The National Agency of Petroleum, Natural Gas, and Biofuels (ANP in Portuguese) releases weekly reports of gas, diesel, and other fuel prices used in transportation across the country. These datasets bring the mean value per liter, the number of gas stations analyzed and other information grouped by regions and states across the country.

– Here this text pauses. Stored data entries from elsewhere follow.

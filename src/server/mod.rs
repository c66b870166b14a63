/// Process management module for FX Runner.
///
/// This module wraps the supervised OS process: launching it with its pipes,
/// tracking its lifecycle, and the small pieces of state the supervisor keeps
/// around it (spawn backoff, history of past processes).
/// All public components log through `tracing`.
///
/// # Components
///
/// * `process` - Launching OS processes and requesting their termination
/// * `handle` - The per-process handle and its derived status
/// * `lifecycle` - Lifecycle signals, snapshots and history
/// * `backoff` - Spawn delay after port bind failures
///
/// # Examples
///
/// Tracking a process' lifecycle:
///
/// ```no_run
/// use fxrunner::server::{
///     ChildProcessHandle, ChildProcessState, LifecycleSignal, OsLauncher, ProcessLauncher,
///     ProcessParts, SessionMeta, LaunchSpec,
/// };
/// use std::collections::HashMap;
/// use std::sync::Arc;
/// use std::time::Duration;
///
/// # async fn run() -> fxrunner::Result<()> {
/// let launched = OsLauncher.launch(LaunchSpec {
///     command: "sleep".to_string(),
///     args: vec!["60".to_string()],
///     env: HashMap::new(),
///     working_dir: ".".into(),
///     mutex: "abc123".to_string(),
/// })?;
/// let handle = ChildProcessHandle::new(
///     ProcessParts { pid: launched.pid, stdin: launched.stdin, control: launched.control },
///     SessionMeta {
///         mutex: "abc123".to_string(),
///         net_endpoint: "0.0.0.0:30120".to_string(),
///         on_status_update: Arc::new(|status| println!("now {status}")),
///         instant_crash_threshold: Duration::from_secs(5),
///     },
/// )?;
/// assert_eq!(handle.status(), ChildProcessState::Alive);
/// handle.destroy();
/// # Ok(())
/// # }
/// ```
pub mod backoff;
pub mod handle;
pub mod lifecycle;
pub mod process;

pub use backoff::{RestartSpawnDelay, SpawnBackoff};
pub use handle::{ChildProcessHandle, ExitCallback, ProcessParts, SessionMeta, StatusCallback};
pub use lifecycle::{ChildProcessRecord, ChildProcessState, History, LifecycleSignal};
pub use process::{
    CommandWriter, LaunchSpec, LaunchedProcess, MUTEX_ENV, OsLauncher, OutputReader,
    ProcessControl, ProcessLauncher,
};
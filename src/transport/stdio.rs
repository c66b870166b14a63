use crate::collaborators::{ConsoleLogger, OutputStream};
use futures_lite::io::{AsyncRead, AsyncReadExt};
use std::io;
use std::sync::Arc;

const READ_CHUNK: usize = 16 * 1024;

/// Copies a server output pipe into the console logger until EOF.
///
/// Chunks are forwarded as read; line splitting is the logger's business.
/// Returns the number of bytes forwarded.
pub async fn pump_output<R>(mut reader: R, stream: OutputStream, logger: Arc<dyn ConsoleLogger>) -> u64
where
    R: AsyncRead + Unpin,
{
    let mut buf = vec![0u8; READ_CHUNK];
    let mut total = 0u64;

    loop {
        match reader.read(&mut buf).await {
            Ok(0) => break, // EOF
            Ok(n) => {
                logger.write_output(stream, &buf[..n]);
                total += n as u64;
            }
            Err(e) if e.kind() == io::ErrorKind::Interrupted => continue,
            Err(e) => {
                tracing::warn!(%stream, error = %e, "Failed to read server output");
                break;
            }
        }
    }

    tracing::debug!(%stream, bytes = total, "Server output closed");
    total
}
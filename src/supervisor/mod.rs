//! The supervisor: one server process, its spawn/kill/restart flow and the
//! state kept around it.
//!
//! Entry points may overlap whenever one of them is waiting (shutdown notice,
//! restart delay, cfg validation). Two flags make kill and restart mutually
//! exclusive: a call that finds one set returns [`Error::Busy`] instead of
//! queueing. A third reserves the single process slot for a spawn still
//! validating its cfg, so a concurrent spawn fails with
//! [`Error::AlreadyRunning`] before touching anything.

mod deadline;
mod restart;
mod spawn;

pub use deadline::{Deadline, DeadlineOutcome};

use crate::collaborators::Collaborators;
use crate::config::{SupervisorConfig, validate_config};
use crate::error::{Error, Result};
use crate::server::{
    ChildProcessHandle, ChildProcessRecord, History, OsLauncher, ProcessLauncher,
    RestartSpawnDelay, SpawnBackoff,
};
use crate::transport::SessionLink;
use crate::transport::command::encode_command;
use serde_json::Value;
use std::fmt;
use std::sync::{Arc, Mutex, MutexGuard, Weak};
use std::time::Duration;
use tokio_util::sync::CancellationToken;

/// Author recorded for commands the supervisor issues on its own.
pub const SYSTEM_AUTHOR: &str = "fxrunner";

/// Who issued a command or lifecycle action.
#[derive(Debug, Clone, PartialEq, Eq)]
pub enum CommandAuthor {
    /// An operator, already authenticated upstream.
    Admin(String),
    System,
}

impl fmt::Display for CommandAuthor {
    fn fmt(&self, f: &mut fmt::Formatter<'_>) -> fmt::Result {
        match self {
            Self::Admin(name) => f.write_str(name),
            Self::System => f.write_str(SYSTEM_AUTHOR),
        }
    }
}

impl From<&str> for CommandAuthor {
    fn from(name: &str) -> Self {
        Self::Admin(name.to_string())
    }
}

struct SupervisorState {
    child: Option<ChildProcessHandle>,
    history: History,
    backoff: SpawnBackoff,
    awaiting_shutdown_notice: bool,
    awaiting_restart_delay: Option<Deadline>,
    /// Set from the moment a spawn passes its first check until it registers the child.
    spawning: bool,
}

fn lock(state: &Mutex<SupervisorState>) -> MutexGuard<'_, SupervisorState> {
    state.lock().unwrap_or_else(|poisoned| poisoned.into_inner())
}

/// Clears a pending-operation flag when dropped, including when the
/// owning future is dropped mid-wait.
struct PendingFlag<'a> {
    state: &'a Mutex<SupervisorState>,
    clear: fn(&mut SupervisorState),
}

impl<'a> PendingFlag<'a> {
    fn shutdown_notice(state: &'a Mutex<SupervisorState>) -> Self {
        Self {
            state,
            clear: |s| s.awaiting_shutdown_notice = false,
        }
    }

    fn restart_delay(state: &'a Mutex<SupervisorState>) -> Self {
        Self {
            state,
            clear: |s| s.awaiting_restart_delay = None,
        }
    }

    fn spawning(state: &'a Mutex<SupervisorState>) -> Self {
        Self {
            state,
            clear: |s| s.spawning = false,
        }
    }
}

impl Drop for PendingFlag<'_> {
    fn drop(&mut self) {
        (self.clear)(&mut lock(self.state));
    }
}

/// Supervises a single server process.
///
/// Create it with [`Supervisor::new`], which hands back an `Arc` so the
/// event stream of each spawned process can reach back into it.
///
/// # Examples
///
/// ```no_run
/// use fxrunner::{Collaborators, CommandAuthor, Supervisor, SupervisorConfig};
/// use serde_json::json;
///
/// #[tokio::main]
/// async fn main() -> fxrunner::Result<()> {
///     let config = SupervisorConfig::from_file("fxrunner.json")?;
///     let supervisor = Supervisor::new(config, Collaborators::detached())?;
///
///     supervisor.spawn(true).await?;
///     let admin = CommandAuthor::from("alice");
///     supervisor.send_command("say", &[json!("hello")], &admin).await?;
///     supervisor.restart_server("scheduled restart", &admin).await?;
///     Ok(())
/// }
/// ```
pub struct Supervisor {
    config: SupervisorConfig,
    collaborators: Collaborators,
    launcher: Arc<dyn ProcessLauncher>,
    state: Mutex<SupervisorState>,
    shutdown: CancellationToken,
    weak_self: Weak<Supervisor>,
}

impl Supervisor {
    /// Create a supervisor launching real OS processes.
    ///
    /// # Errors
    ///
    /// Returns an error if the configuration fails validation.
    #[tracing::instrument(skip(config, collaborators), fields(command = %config.server.command))]
    pub fn new(config: SupervisorConfig, collaborators: Collaborators) -> Result<Arc<Self>> {
        Self::with_launcher(config, collaborators, Arc::new(OsLauncher))
    }

    /// Create a supervisor with a custom process launcher.
    ///
    /// # Errors
    ///
    /// Returns an error if the configuration fails validation.
    pub fn with_launcher(
        config: SupervisorConfig,
        collaborators: Collaborators,
        launcher: Arc<dyn ProcessLauncher>,
    ) -> Result<Arc<Self>> {
        validate_config(&config)?;
        tracing::info!("Creating new Supervisor");

        Ok(Arc::new_cyclic(|weak_self| Self {
            state: Mutex::new(SupervisorState {
                child: None,
                history: History::new(config.history_limit),
                backoff: SpawnBackoff::from(config.backoff),
                awaiting_shutdown_notice: false,
                awaiting_restart_delay: None,
                spawning: false,
            }),
            config,
            collaborators,
            launcher,
            shutdown: CancellationToken::new(),
            weak_self: weak_self.clone(),
        }))
    }

    /// Create a supervisor from a JSON configuration file.
    ///
    /// # Errors
    ///
    /// Returns an error if the file cannot be read, parsed or validated.
    pub fn from_config_file(
        path: impl AsRef<std::path::Path>,
        collaborators: Collaborators,
    ) -> Result<Arc<Self>> {
        let config = SupervisorConfig::from_file(path)?;
        Self::new(config, collaborators)
    }

    pub fn config(&self) -> &SupervisorConfig {
        &self.config
    }

    /// Snapshot of the current process, if one is registered.
    pub fn child_state_info(&self) -> Option<ChildProcessRecord> {
        lock(&self.state).child.as_ref().map(ChildProcessHandle::state_info)
    }

    pub fn is_alive(&self) -> bool {
        lock(&self.state)
            .child
            .as_ref()
            .is_some_and(ChildProcessHandle::is_alive)
    }

    /// Session token of the registered process.
    pub fn active_mutex(&self) -> Option<String> {
        lock(&self.state)
            .child
            .as_ref()
            .map(|child| child.mutex().to_string())
    }

    /// Past processes, oldest first.
    pub fn history(&self) -> Vec<ChildProcessRecord> {
        lock(&self.state).history.entries()
    }

    /// Raise (`true`) or clear (`false`) the spawn backoff. Returns the resulting delay.
    pub fn signal_spawn_backoff_required(&self, required: bool) -> Duration {
        lock(&self.state).backoff.signal(required)
    }

    fn spawn_backoff_active(&self) -> bool {
        lock(&self.state).backoff.is_active()
    }

    /// Delay a restart waits between kill and spawn.
    pub fn restart_spawn_delay(&self) -> RestartSpawnDelay {
        let backoff = lock(&self.state).backoff.current();
        RestartSpawnDelay::resolve(self.config.restart_spawn_delay(), backoff)
    }

    /// Stop accepting spawns and cut pending notice/restart delays short.
    pub fn begin_shutdown(&self) {
        tracing::info!("Supervisor shutting down");
        self.shutdown.cancel();
    }

    pub fn is_shutting_down(&self) -> bool {
        self.shutdown.is_cancelled()
    }

    /// Token cancelled by [`begin_shutdown`](Self::begin_shutdown).
    pub fn shutdown_token(&self) -> CancellationToken {
        self.shutdown.clone()
    }

    /// Encode and send a console command.
    ///
    /// Returns `Ok(false)` if no process is alive or the write failed.
    ///
    /// # Errors
    ///
    /// Returns [`Error::Protocol`] if the command name is invalid.
    #[tracing::instrument(skip(self, args), fields(author = %author))]
    pub async fn send_command(
        &self,
        name: &str,
        args: &[Value],
        author: &CommandAuthor,
    ) -> Result<bool> {
        let line = encode_command(name, args)?;
        Ok(self.write_command(&line, author).await)
    }

    /// Send a line to the console as is.
    ///
    /// Returns `Ok(false)` if no process is alive or the write failed.
    ///
    /// # Errors
    ///
    /// Returns [`Error::Protocol`] if the command is empty or spans several lines.
    #[tracing::instrument(skip(self), fields(author = %author))]
    pub async fn send_raw_command(&self, command: &str, author: &CommandAuthor) -> Result<bool> {
        if command.trim().is_empty() {
            return Err(Error::Protocol("command must not be empty".to_string()));
        }
        if command.contains(['\n', '\r']) {
            return Err(Error::Protocol(
                "command must not contain line breaks".to_string(),
            ));
        }
        Ok(self.write_command(command, author).await)
    }

    /// Send an event to the server-side resource through the event command.
    ///
    /// # Errors
    ///
    /// Returns [`Error::Protocol`] if the event type is not a plain identifier.
    pub async fn send_event(&self, event_type: &str, data: Value) -> Result<bool> {
        if event_type.is_empty() || !event_type.bytes().all(|b| b.is_ascii_alphanumeric()) {
            return Err(Error::Protocol(format!("invalid event type '{}'", event_type)));
        }
        self.send_command(
            &self.config.event_command,
            &[Value::String(event_type.to_string()), data],
            &CommandAuthor::System,
        )
        .await
    }

    async fn write_command(&self, line: &str, author: &CommandAuthor) -> bool {
        let child = {
            let state = lock(&self.state);
            match state.child.as_ref() {
                Some(child) if child.is_alive() => child.clone(),
                _ => {
                    tracing::debug!("No live server process, command not sent");
                    return false;
                }
            }
        };

        if let Err(e) = child.write_line(line).await {
            tracing::warn!(pid = child.pid(), error = %e, "Failed to send command");
            return false;
        }

        let logger = &self.collaborators.logger;
        match author {
            CommandAuthor::Admin(name) => logger.log_admin_command(name, line),
            CommandAuthor::System => logger.log_system_command(line),
        }
        true
    }

    fn link(&self) -> Arc<dyn SessionLink> {
        Arc::new(SupervisorLink(self.weak_self.clone()))
    }
}

impl fmt::Debug for Supervisor {
    fn fmt(&self, f: &mut fmt::Formatter<'_>) -> fmt::Result {
        let state = lock(&self.state);
        f.debug_struct("Supervisor")
            .field("child", &state.child)
            .field("history", &state.history.len())
            .field("backoff", &state.backoff.current())
            .field("awaiting_shutdown_notice", &state.awaiting_shutdown_notice)
            .field("awaiting_restart_delay", &state.awaiting_restart_delay.is_some())
            .field("spawning", &state.spawning)
            .finish()
    }
}

/// Lets the event stream reach the supervisor without keeping it alive.
struct SupervisorLink(Weak<Supervisor>);

impl SessionLink for SupervisorLink {
    fn active_mutex(&self) -> Option<String> {
        self.0.upgrade()?.active_mutex()
    }

    fn signal_spawn_backoff_required(&self, required: bool) -> Duration {
        self.0
            .upgrade()
            .map(|s| s.signal_spawn_backoff_required(required))
            .unwrap_or_default()
    }

    fn spawn_backoff_active(&self) -> bool {
        self.0
            .upgrade()
            .is_some_and(|s| s.spawn_backoff_active())
    }
}
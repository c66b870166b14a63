use fxrunner::error::{Error, Result};
use fxrunner::transport::command::{SEMICOLON_SENTINEL, encode_arg, encode_command, sanitize_arg_string};
use serde_json::{Value, json};

// Reverses one token the way the server-side resource does.
fn decode_token(token: &str, was_string: bool) -> Value {
    let restored = token.replace(SEMICOLON_SENTINEL, ";");
    if was_string {
        return serde_json::from_str(&restored).expect("string token is JSON");
    }
    let inner = restored
        .strip_prefix('"')
        .and_then(|t| t.strip_suffix('"'))
        .expect("token is quoted");
    serde_json::from_str(&inner.replace("\\\"", "\"")).expect("inner token is JSON")
}

#[test]
fn test_encode_command_with_string_args() -> Result<()> {
    let line = encode_command("set", &[json!("txAdmin-locale"), json!("en")])?;
    assert_eq!(line, r#"set "txAdmin-locale" "en""#);
    Ok(())
}

#[test]
fn test_encode_semicolon() {
    assert_eq!(encode_arg(&json!(";")), "\"\u{037e}\"");
}

#[test]
fn test_encode_object() {
    assert_eq!(encode_arg(&json!({"a": true})), r#""{\"a\":true}""#);
}

#[test]
fn test_encode_command_rejects_bad_names() {
    for name in ["", "say hi", "quit;restart", "a\"b", "tab\tname"] {
        let result = encode_command(name, &[json!("x")]);
        assert!(matches!(result, Err(Error::Protocol(_))), "{:?} accepted", name);
    }
}

#[test]
fn test_encoded_tokens_have_no_separators() {
    let values = [
        json!("plain"),
        json!("semi;colon;;"),
        json!("with space and \"quotes\""),
        json!({"nested": {"list": [1, "two;", null]}}),
        json!([true, false, 1.5]),
    ];
    for value in &values {
        let token = encode_arg(value);
        assert!(!token.contains(';'), "semicolon leaked in {}", token);
        assert!(token.starts_with('"') && token.ends_with('"'));
    }
}

#[test]
fn test_encoded_args_decode_to_original() {
    let values = [
        json!("abc"),
        json!("te\"st"),
        json!("a;b; c"),
        json!(""),
        json!("back\\slash"),
        json!(42),
        json!(-0.25),
        json!(true),
        json!(null),
        json!({"a": 1}),
        json!({"msg": "say \"hi\"; quit", "path": "C:\\srv\\"}),
        json!([1, "two", {"three": [3]}]),
    ];
    for value in values {
        let token = encode_arg(&value);
        assert_eq!(decode_token(&token, value.is_string()), value, "token {}", token);
    }
}

#[test]
fn test_string_tokens_unescape_without_json() {
    // The server tokenizer only strips the quotes and unescapes \".
    let inputs = ["abc", "te\"st", "two words", "semi;colon", "\"\"", "ünïcødé ✓", "  padded  "];
    for input in inputs {
        let token = encode_arg(&json!(input));
        let inner = &token[1..token.len() - 1];
        let decoded = inner.replace("\\\"", "\"").replace(SEMICOLON_SENTINEL, ";");
        assert_eq!(decoded, input);
    }
}

#[test]
fn test_sanitizer_is_total() {
    let inputs = ["", ";", ";;;", "no semicolons", "\"quoted;\"", "ünïcødé;✓"];
    for input in inputs {
        let out = sanitize_arg_string(input);
        assert!(!out.contains(';'));
        assert_eq!(out.chars().count(), input.chars().count());
        assert_eq!(out.replace(SEMICOLON_SENTINEL, ";"), input);
    }
}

Note: The original dataset was written in Spanish and translated by me into English.

Context

  • INITIAL DATE
  • FINAL DATE
  • REGION
  • STATE
  • PRODUCT
  • Visted_Gas_Station
  • Measure_Unit
  • Resell_mean_price
  • Standard_deviation
  • Min_Resell_Price
  • Max_Resell_Price
  • Mean_Resell_Margin
  • Resell_Variant_COEF
  • Mean_Price_Distribution
  • Standard_Deviation_Distribution
  • Min_Price_Distribution
  • Max_Price_Distribution
  • Max_Price_Distribution

What can be done with this dataset?

  • How different regions of Brazil saw their gas prices change?
  • Within a region, which states increased more their prices?
  • Which states are the cheapest (or most expensive) for different types of fuels?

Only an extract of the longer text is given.